When the BBC decided to broadcast Jerry Springer: The Opera in January 2005, they received over 63,000 complaints by offended Christian viewers who objected to the show's portrayal of Christian icons (including one scene depicting Jesus professing to be "a bit gay"). The fundamentalist group Christian Voice sought a private blasphemy prosecution against the BBC, but the charges were rejected by City of Westminster magistrates' court. Christian Voice applied to have this ruling overturned by the High Court, but the application was rejected, the court finding that the common law blasphemy offences specifically did not apply to stage productions (section 2(4) of the Theatres Act 1968) and broadcasts (section 6 of the Broadcasting Act 1990).

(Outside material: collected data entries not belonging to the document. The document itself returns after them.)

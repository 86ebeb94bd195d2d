//! Events delivered to the scripted computer and fault diagnostics

use serde::{Deserialize, Serialize};

use crate::HandleToken;

/// Name of the canonical filter-bypassing event.
pub const INTERRUPT_EVENT: &str = "interrupt";

/// A value carried by an event into script space.
///
/// The set is closed by design: everything here survives serialization and
/// converts losslessly to an interpreter stack value at delivery time.
#[derive(Debug, Clone, PartialEq, Serialize, Deserialize)]
#[serde(tag = "type", content = "value", rename_all = "snake_case")]
pub enum EventValue {
    Nil,
    Bool(bool),
    Int(i64),
    Number(f64),
    Str(String),
    Bytes(Vec<u8>),
    /// Opaque reference to a native resource in the session's handle table.
    Handle(HandleToken),
}

impl From<&str> for EventValue {
    fn from(s: &str) -> Self {
        Self::Str(s.to_string())
    }
}

impl From<String> for EventValue {
    fn from(s: String) -> Self {
        Self::Str(s)
    }
}

impl From<i64> for EventValue {
    fn from(n: i64) -> Self {
        Self::Int(n)
    }
}

impl From<f64> for EventValue {
    fn from(n: f64) -> Self {
        Self::Number(n)
    }
}

impl From<bool> for EventValue {
    fn from(b: bool) -> Self {
        Self::Bool(b)
    }
}

/// A named, ordered unit of work delivered to the session coroutine.
#[derive(Debug, Clone, PartialEq, Serialize, Deserialize)]
pub struct Event {
    pub name: String,
    #[serde(default)]
    pub args: Vec<EventValue>,
    /// Delivered even when the active filter set excludes the name.
    #[serde(default)]
    pub always_deliver: bool,
}

impl Event {
    /// An ordinary, filterable event.
    #[must_use]
    pub fn new(name: impl Into<String>, args: Vec<EventValue>) -> Self {
        Self {
            name: name.into(),
            args,
            always_deliver: false,
        }
    }

    /// An event that bypasses the active filter set.
    #[must_use]
    pub fn unfiltered(name: impl Into<String>, args: Vec<EventValue>) -> Self {
        Self {
            name: name.into(),
            args,
            always_deliver: true,
        }
    }

    /// The interrupt signal (always delivered).
    #[must_use]
    pub fn interrupt() -> Self {
        Self::unfiltered(INTERRUPT_EVENT, vec![])
    }
}

/// Diagnostic captured when a session dies on an uncaught script error.
///
/// The message is preserved verbatim for the panic surface; the traceback is
/// attached when the interpreter produced one.
#[derive(Debug, Clone, PartialEq, Serialize, Deserialize)]
pub struct FaultReport {
    pub message: String,
    #[serde(skip_serializing_if = "Option::is_none")]
    pub traceback: Option<String>,
}

impl FaultReport {
    #[must_use]
    pub fn new(message: impl Into<String>) -> Self {
        Self {
            message: message.into(),
            traceback: None,
        }
    }

    #[must_use]
    pub fn with_traceback(mut self, traceback: impl Into<String>) -> Self {
        self.traceback = Some(traceback.into());
        self
    }
}

impl std::fmt::Display for FaultReport {
    fn fmt(&self, f: &mut std::fmt::Formatter<'_>) -> std::fmt::Result {
        write!(f, "{}", self.message)?;
        if let Some(trace) = &self.traceback {
            write!(f, "\n{trace}")?;
        }
        Ok(())
    }
}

====Religion to which the offences relate====
In R v Gathercole (1838), the defendant was convicted of criminal libel for publishing an attack on a Roman Catholic nunnery. Alderson B., in his direction to the jury, said that "a person may, without being liable to prosecution for it, attack Judaism, or Mahomedanism, or even any sect of the Christian religion (save the established religion of the country); and the only reason why the latter is in a different situation from the others is, because it is the form established by law, and is therefore a part of the constitution of the country. In the like manner, and for the same reason, any general attack on Christianity is the subject of a criminal prosecution, because Christianity is the established religion of the country."

In Bowman v Secular Society Ltd (1917), Lord Sumner said that this was a "strange dictum" because insulting a Jew's religion was no less likely to provoke a fight than insulting an episcopalian's religion.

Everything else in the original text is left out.